• _Exercise aim_: Each line below containing the word "with" needs to be shown.

• _Recorded data_:
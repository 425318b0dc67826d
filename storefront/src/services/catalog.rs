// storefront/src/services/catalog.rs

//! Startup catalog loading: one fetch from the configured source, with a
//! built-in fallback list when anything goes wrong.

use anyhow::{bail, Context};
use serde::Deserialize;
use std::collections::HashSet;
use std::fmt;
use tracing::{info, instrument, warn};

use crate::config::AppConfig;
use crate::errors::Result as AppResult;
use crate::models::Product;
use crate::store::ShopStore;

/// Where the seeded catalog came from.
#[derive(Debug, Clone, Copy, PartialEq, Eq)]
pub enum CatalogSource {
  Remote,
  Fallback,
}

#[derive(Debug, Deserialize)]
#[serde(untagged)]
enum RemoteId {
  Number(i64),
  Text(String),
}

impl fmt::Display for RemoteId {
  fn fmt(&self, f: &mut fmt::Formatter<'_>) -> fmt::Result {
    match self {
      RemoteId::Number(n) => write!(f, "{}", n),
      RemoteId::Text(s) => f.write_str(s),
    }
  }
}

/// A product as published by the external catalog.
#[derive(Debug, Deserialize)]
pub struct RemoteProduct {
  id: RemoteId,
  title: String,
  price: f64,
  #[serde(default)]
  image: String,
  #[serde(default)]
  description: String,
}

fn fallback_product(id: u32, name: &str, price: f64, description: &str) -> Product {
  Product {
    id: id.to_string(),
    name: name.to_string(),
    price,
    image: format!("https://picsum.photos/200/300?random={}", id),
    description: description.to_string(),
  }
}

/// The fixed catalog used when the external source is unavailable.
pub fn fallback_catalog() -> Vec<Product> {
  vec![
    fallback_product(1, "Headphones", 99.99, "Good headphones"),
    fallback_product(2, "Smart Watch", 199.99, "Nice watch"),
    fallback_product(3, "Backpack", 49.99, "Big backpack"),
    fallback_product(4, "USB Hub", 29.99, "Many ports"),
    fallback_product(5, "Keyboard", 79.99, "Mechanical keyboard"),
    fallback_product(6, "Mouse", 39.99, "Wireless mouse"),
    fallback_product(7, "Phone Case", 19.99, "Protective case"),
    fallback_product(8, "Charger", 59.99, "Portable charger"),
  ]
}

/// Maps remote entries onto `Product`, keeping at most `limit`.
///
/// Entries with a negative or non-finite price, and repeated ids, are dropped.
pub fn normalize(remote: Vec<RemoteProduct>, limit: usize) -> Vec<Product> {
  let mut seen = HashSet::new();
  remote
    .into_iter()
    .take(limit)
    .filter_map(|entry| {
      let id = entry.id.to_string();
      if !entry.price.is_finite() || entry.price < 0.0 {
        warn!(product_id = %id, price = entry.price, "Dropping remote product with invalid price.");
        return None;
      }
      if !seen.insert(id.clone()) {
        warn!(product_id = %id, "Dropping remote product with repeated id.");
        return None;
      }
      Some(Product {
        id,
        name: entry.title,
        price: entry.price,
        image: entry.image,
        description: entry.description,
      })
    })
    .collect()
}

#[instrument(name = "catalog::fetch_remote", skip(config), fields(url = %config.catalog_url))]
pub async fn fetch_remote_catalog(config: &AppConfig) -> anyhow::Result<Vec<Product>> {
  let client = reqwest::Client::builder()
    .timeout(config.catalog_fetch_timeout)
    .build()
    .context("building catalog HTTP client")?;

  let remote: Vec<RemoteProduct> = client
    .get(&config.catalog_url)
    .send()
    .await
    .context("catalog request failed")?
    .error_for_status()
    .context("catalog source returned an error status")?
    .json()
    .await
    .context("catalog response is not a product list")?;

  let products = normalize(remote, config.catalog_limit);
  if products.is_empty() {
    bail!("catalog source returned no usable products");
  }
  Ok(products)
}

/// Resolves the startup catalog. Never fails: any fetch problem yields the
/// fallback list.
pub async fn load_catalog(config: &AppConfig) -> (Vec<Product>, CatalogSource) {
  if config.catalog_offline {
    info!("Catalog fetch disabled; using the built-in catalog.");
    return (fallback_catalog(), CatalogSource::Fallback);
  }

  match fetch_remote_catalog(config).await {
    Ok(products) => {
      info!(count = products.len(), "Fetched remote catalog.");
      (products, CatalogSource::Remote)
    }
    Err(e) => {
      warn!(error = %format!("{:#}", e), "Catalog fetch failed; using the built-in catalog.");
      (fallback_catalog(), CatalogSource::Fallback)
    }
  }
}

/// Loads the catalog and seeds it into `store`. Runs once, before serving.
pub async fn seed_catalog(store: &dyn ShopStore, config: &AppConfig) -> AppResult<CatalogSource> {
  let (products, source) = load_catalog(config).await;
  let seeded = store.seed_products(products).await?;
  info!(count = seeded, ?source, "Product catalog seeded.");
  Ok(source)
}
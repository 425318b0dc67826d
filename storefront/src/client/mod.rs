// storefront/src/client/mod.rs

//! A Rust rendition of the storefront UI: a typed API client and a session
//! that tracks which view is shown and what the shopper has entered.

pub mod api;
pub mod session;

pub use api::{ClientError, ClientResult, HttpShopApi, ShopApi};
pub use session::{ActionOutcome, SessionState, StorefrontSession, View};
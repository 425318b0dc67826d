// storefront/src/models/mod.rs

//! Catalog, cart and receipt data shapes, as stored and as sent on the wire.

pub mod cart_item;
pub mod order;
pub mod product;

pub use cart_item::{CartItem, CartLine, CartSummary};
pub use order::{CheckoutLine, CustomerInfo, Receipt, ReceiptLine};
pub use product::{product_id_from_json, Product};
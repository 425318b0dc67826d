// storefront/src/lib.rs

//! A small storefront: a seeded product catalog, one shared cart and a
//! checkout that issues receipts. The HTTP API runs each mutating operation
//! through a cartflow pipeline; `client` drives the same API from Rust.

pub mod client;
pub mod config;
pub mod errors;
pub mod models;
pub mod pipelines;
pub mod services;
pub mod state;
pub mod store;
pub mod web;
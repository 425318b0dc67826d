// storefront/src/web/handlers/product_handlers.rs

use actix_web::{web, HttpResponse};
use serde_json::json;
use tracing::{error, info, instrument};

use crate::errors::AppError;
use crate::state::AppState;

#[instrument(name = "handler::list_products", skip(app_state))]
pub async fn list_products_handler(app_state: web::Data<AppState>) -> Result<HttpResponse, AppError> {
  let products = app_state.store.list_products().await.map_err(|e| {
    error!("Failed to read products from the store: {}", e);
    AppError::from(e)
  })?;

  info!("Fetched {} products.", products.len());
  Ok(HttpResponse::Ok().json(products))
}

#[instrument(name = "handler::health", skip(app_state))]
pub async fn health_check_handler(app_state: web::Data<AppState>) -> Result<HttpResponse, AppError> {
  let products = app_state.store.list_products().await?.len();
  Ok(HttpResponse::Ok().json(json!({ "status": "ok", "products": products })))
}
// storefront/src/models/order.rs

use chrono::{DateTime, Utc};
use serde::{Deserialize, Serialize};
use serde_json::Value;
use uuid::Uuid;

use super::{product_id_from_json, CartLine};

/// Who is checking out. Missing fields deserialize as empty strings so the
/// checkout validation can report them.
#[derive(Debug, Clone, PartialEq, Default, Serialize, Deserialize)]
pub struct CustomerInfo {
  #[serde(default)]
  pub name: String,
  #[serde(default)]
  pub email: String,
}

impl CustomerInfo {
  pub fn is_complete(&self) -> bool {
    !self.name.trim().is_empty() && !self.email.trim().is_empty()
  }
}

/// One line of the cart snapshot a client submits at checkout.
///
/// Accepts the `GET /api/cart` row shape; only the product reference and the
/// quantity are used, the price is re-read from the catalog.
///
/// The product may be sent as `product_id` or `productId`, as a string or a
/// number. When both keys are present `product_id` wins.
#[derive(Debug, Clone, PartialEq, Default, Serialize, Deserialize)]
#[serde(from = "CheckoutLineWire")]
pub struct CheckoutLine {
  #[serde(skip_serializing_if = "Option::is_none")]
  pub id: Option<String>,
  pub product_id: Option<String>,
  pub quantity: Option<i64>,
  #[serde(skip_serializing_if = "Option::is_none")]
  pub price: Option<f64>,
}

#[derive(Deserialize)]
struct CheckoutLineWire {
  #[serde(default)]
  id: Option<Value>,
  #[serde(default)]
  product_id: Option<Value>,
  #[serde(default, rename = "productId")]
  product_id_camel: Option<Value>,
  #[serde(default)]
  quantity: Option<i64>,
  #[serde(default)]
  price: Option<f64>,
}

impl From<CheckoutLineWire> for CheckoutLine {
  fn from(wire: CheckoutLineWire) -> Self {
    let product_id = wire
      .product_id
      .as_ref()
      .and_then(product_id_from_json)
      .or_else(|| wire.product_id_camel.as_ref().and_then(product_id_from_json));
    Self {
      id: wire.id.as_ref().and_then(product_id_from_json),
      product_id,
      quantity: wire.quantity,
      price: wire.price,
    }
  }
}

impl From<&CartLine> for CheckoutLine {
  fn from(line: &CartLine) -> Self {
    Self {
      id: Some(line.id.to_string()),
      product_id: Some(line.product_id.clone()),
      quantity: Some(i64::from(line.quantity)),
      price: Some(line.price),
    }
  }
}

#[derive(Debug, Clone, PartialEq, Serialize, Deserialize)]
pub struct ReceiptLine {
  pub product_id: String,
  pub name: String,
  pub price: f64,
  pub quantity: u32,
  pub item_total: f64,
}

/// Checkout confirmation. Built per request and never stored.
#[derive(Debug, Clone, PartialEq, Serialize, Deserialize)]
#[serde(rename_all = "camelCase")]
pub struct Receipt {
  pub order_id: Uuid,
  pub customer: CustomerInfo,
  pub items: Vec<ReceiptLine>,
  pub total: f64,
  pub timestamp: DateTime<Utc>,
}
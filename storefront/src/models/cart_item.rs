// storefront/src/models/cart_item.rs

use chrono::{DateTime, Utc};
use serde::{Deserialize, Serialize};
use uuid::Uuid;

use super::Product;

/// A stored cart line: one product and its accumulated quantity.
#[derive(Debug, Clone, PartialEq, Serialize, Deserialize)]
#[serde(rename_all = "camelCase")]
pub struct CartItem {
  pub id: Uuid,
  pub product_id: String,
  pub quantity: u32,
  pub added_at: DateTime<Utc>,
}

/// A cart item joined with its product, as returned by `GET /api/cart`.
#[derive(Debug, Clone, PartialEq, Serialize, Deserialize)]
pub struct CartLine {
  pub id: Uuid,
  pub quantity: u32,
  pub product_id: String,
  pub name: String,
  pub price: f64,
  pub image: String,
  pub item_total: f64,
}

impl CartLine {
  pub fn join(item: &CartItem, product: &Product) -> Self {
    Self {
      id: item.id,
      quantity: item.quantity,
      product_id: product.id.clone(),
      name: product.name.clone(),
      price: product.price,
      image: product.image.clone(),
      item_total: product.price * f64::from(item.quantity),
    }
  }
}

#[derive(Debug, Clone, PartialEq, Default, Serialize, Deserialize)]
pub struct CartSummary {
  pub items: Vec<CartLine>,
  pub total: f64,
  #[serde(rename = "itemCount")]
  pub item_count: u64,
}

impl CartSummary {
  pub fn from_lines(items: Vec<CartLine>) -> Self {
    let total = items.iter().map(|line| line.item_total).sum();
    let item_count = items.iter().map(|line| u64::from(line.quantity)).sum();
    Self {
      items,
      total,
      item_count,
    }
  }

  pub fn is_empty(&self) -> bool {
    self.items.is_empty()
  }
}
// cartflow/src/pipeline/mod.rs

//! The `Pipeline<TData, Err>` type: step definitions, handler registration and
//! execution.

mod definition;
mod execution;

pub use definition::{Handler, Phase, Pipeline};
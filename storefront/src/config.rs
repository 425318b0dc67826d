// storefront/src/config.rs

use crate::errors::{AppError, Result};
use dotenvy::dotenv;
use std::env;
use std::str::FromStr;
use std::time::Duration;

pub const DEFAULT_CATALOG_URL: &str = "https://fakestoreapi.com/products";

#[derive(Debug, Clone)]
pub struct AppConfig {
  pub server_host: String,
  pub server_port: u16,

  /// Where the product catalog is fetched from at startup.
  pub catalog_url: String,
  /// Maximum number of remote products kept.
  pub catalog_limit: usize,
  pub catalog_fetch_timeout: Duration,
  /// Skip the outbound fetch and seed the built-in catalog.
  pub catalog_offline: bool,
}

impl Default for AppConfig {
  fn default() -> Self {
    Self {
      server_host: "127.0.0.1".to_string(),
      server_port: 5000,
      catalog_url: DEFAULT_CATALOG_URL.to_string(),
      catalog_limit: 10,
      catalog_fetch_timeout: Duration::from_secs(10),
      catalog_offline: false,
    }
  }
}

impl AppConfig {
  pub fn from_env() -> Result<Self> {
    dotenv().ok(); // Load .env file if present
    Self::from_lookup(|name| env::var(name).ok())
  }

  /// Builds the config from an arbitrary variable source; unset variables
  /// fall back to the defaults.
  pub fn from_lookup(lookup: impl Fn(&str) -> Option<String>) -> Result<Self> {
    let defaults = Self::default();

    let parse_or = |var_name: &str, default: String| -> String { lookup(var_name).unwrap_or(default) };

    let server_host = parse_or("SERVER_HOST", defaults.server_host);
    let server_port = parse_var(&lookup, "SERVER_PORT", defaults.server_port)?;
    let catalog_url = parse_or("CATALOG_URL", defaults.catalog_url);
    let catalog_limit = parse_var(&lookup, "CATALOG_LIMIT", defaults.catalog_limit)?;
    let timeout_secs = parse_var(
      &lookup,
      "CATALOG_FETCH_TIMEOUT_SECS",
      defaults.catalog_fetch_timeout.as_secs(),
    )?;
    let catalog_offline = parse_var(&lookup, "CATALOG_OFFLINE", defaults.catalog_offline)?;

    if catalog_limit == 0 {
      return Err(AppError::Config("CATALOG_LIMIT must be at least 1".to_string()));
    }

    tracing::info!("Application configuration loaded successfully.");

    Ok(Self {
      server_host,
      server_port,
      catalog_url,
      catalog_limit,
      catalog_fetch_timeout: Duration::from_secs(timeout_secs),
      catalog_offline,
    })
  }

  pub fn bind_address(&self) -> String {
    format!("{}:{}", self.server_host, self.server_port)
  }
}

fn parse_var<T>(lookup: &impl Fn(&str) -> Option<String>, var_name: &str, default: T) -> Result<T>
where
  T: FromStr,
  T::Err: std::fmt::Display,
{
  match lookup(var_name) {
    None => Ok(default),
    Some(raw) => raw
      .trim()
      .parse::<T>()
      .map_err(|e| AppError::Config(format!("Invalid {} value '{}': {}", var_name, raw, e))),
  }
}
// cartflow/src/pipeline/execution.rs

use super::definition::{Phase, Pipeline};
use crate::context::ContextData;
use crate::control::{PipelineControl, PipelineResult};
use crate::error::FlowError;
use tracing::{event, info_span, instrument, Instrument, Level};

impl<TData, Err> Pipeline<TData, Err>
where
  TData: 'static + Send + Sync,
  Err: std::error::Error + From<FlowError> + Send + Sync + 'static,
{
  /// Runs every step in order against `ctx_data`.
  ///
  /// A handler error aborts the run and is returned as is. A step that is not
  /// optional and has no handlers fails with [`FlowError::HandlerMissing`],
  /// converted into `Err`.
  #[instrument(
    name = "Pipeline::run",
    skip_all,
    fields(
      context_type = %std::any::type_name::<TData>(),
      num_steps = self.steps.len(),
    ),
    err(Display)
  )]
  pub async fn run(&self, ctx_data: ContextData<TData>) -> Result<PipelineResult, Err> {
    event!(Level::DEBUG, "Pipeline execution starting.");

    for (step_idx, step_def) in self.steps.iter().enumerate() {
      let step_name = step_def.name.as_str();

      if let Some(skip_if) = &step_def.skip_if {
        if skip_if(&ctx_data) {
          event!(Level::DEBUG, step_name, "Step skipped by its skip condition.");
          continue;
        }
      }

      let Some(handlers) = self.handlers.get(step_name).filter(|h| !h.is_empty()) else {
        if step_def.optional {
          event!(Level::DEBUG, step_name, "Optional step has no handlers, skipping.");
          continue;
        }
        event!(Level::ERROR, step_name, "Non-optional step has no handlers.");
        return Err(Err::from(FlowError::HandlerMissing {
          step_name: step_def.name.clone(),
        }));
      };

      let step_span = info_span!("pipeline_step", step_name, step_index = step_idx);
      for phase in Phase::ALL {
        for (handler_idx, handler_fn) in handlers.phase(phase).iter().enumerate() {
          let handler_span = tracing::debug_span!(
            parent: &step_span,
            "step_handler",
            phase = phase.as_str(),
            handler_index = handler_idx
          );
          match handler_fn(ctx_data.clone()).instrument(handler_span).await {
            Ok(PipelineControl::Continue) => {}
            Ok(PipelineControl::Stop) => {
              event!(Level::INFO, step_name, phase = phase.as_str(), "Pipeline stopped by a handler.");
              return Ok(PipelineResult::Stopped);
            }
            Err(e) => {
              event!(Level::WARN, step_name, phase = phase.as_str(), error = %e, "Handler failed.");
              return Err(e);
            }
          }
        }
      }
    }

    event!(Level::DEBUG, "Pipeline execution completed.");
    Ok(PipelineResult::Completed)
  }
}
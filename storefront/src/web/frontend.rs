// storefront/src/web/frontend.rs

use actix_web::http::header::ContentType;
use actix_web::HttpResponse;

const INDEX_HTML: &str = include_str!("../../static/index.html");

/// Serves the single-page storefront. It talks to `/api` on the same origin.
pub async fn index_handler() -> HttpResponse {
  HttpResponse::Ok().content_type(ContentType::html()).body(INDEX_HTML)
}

• _Task response_:
//! Startup catalog loading: one fetch from the configured source, with a
/// Entries with a negative or non-finite price, and repeated ids, are dropped.
        warn!(product_id = %id, price = entry.price, "Dropping remote product with invalid price.");
        warn!(product_id = %id, "Dropping remote product with repeated id.");
/// A cart item joined with its product, as returned by `GET /api/cart`.
  /// optional and has no handlers fails with [`FlowError::HandlerMissing`],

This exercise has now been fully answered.